Mereka berdua pun menuju ke perusahaan Faris, perusahaan yang cukup terkenal di kota itu dan begitu mereka datang Nia kembali dibuat canggung dan terkejut saat mereka datang. Beberapa security sudah berbaris dan menunduk hormat sepanjang Faris turun dari mobil hingga masuk ke dalam gedung perkantoran. Di dalam kantor juga beberapa staf terlihat berdiri dan berjajar menunduk hormat padanya, Nia hanya memberikan senyum kepada mereka semua. Ia tak pernah mendapatkan perlakuan yang seistimewa itu, mereka berjalan menuju ke lift dan di lift juga sudah ada yang menunggu mereka, membukakan lift untuk mereka dan kembali menutup liftnya, saat Nia dan Faris sudah masuk. Nia hanya terus menggandeng Faris, suasana yang di alaminya sungguh sangat canggung, ia tak pernah dihormati seperti yang saat ini diterimanya.
Begitu mereka sampai di ruangan, seseorang uang menemani mereka di lift tadi pun kembali membuka pintu liftnya dan sampailah mereka di lantai di mana terdapat ruangan Faris. Mereka hanya terus berjalan menuju kesebuah pintu dengan ukuran besar dari yang lainnya dan kembali lagi beberapa staf juga menyambut kedatangan mereka dan pintu kembali di buka untuk mereka masuk, setelah masuk pintu ditutup lagi, setelah masuk ke dalam ruangan yang cukup besar dan begitu terlihat mewah. Barulah Nia bernafas lega karena hanya ada mereka berdua di sana.
"Mas, apakah setiap hari kamu mendapat perlakuan istimewa seperti itu?" tanya Nia yang tak percaya dengan apa yang baru saja ia alami, membuat Faris pun mengangguk.
"Itulah yang mereka lakukan, aku tak pernah memintanya. Tapi, biarkan saja jika memang itu yang mereka inginkan, mungkin itu adalah bentuk hormat mereka padaku, bentuk rasa terima kasih mereka karena telah bekerja di sini," ucap Faris di mana di perusahaannya memang merupakan perusahaan idaman untuk orang-orang bekerja di sana.

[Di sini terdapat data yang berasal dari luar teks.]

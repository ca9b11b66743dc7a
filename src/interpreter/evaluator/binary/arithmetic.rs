use std::cmp::Ordering;

use crate::{
    ast::BinaryOperator,
    error::RuntimeError,
    interpreter::{
        evaluator::core::{Context, EvalResult},
        value::core::Value,
    },
    util::num::Numeric,
};

/// Orders two numbers, comparing as floats unless both are integers.
#[must_use]
pub fn numeric_cmp(left: Numeric, right: Numeric) -> Ordering {
    match (left, right) {
        (Numeric::Numbr(a), Numeric::Numbr(b)) => a.cmp(&b),
        _ => left.as_f64()
                 .partial_cmp(&right.as_f64())
                 .unwrap_or(Ordering::Equal),
    }
}

/// The two operands of an arithmetic operator, already coerced to a common
/// representation.
enum Operands {
    Numbr(i64, i64),
    Numbar(f64, f64),
}

impl Context<'_> {
    /// Evaluates `SUM OF`, `DIFF OF`, `PRODUKT OF`, `QUOSHUNT OF` or `MOD OF`.
    ///
    /// Operands are reduced with [`Value::to_numeric`]. An operand that
    /// cannot be reduced counts as 0, except a divisor, which counts as 1
    /// whenever it is missing or zero. The result is a NUMBAR if either
    /// operand was written as a NUMBAR; two YARN operands are both truncated
    /// to NUMBR; otherwise a fractional YARN also makes the result a NUMBAR.
    ///
    /// # Parameters
    /// - `op`: The arithmetic operator.
    /// - `left`: Left operand.
    /// - `right`: Right operand.
    /// - `line`: Line number for error reporting.
    ///
    /// # Returns
    /// An `EvalResult<Value>` containing a NUMBR or NUMBAR.
    ///
    /// # Errors
    /// `Overflow` if integer arithmetic leaves the `i64` range.
    pub(crate) fn eval_arithmetic(op: BinaryOperator,
                                  left: &Value,
                                  right: &Value,
                                  line: usize)
                                  -> EvalResult<Value> {
        use BinaryOperator::{Diff, Mod, Produkt, Quoshunt, Sum};

        let divides = matches!(op, Quoshunt | Mod);
        let divisor_default = Numeric::Numbr(i64::from(divides));

        let l = left.to_numeric().unwrap_or(Numeric::Numbr(0));
        let r = match right.to_numeric() {
            Some(n) if !(divides && n.is_zero()) => n,
            _ => divisor_default,
        };

        let operands = Self::arithmetic_operands(left, right, l, r, line)?;
        let overflow = || RuntimeError::Overflow { line };

        let result = match operands {
            // A fractional divisor such as "0.5" can still truncate to zero.
            Operands::Numbr(a, 0) if divides => Value::Numbr(if op == Mod { 0 } else { a }),
            Operands::Numbr(a, b) => Value::Numbr(match op {
                                                      Sum => a.checked_add(b),
                                                      Diff => a.checked_sub(b),
                                                      Produkt => a.checked_mul(b),
                                                      Quoshunt => a.checked_div(b),
                                                      Mod => a.checked_rem(b),
                                                      _ => unreachable!(),
                                                  }.ok_or_else(overflow)?),
            Operands::Numbar(a, b) => Value::Numbar(match op {
                                                        Sum => a + b,
                                                        Diff => a - b,
                                                        Produkt => a * b,
                                                        Quoshunt => a / b,
                                                        Mod => a % b,
                                                        _ => unreachable!(),
                                                    }),
        };
        log::trace!("{left} {op:?} {right} = {result}");
        Ok(result)
    }

    /// Evaluates `BIGGR OF` or `SMALLR OF`.
    ///
    /// The numeric forms decide the winner but the original operand is
    /// returned unchanged. On a tie the left operand wins.
    #[must_use]
    pub(crate) fn eval_extremum(op: BinaryOperator, left: &Value, right: &Value) -> Value {
        let l = left.to_numeric().unwrap_or(Numeric::Numbr(0));
        let r = right.to_numeric().unwrap_or(Numeric::Numbr(0));

        let right_wins = match op {
            BinaryOperator::Biggr => numeric_cmp(r, l) == Ordering::Greater,
            _ => numeric_cmp(r, l) == Ordering::Less,
        };
        if right_wins { right.clone() } else { left.clone() }
    }

    /// Picks the representation both operands are computed in.
    fn arithmetic_operands(left: &Value,
                           right: &Value,
                           l: Numeric,
                           r: Numeric,
                           line: usize)
                           -> EvalResult<Operands> {
        let written_numbar = matches!(left, Value::Numbar(_)) || matches!(right, Value::Numbar(_));
        let both_yarn = matches!((left, right), (Value::Yarn(_), Value::Yarn(_)));

        if written_numbar {
            return Ok(Operands::Numbar(l.as_f64(), r.as_f64()));
        }
        if both_yarn {
            let truncate = |n: Numeric| n.truncate().ok_or(RuntimeError::Overflow { line });
            return Ok(Operands::Numbr(truncate(l)?, truncate(r)?));
        }

        Ok(match (l, r) {
            (Numeric::Numbr(a), Numeric::Numbr(b)) => Operands::Numbr(a, b),
            _ => Operands::Numbar(l.as_f64(), r.as_f64()),
        })
    }
}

Bagaimana tidak, gaji yang mereka dapatkan jauh lebih tinggi dari perusahaan manapun dan juga sering mendapat bonus-bonus lainnya dan yang paling membuat mereka senang bekerja di sana, walaupun sikap Faris yang tegas dan terkenal kejam pada orang-orang yang melanggar aturan kantor. Namun, mereka masih tetap bertahan karena Faris tak akan segan-segan membantu karyawannya yang dalam kesulitan, bahkan jika ada ibu hamil yang kesulitan dengan biaya persalinannya perusahaan mewajibkan untuk menanggung semua biaya persalinannya, begitu juga jika ada yang terkena musibah. Perusahaan akan langsung turun tangan untuk membantu menangani kesulitan orang tersebut, bukan hanya itu jika tercatat sebagai karyawan yang teladan akan ada tunjangan lain selain gaji. Semua itu menjadikan mereka betah bekerja di perusahaan itu.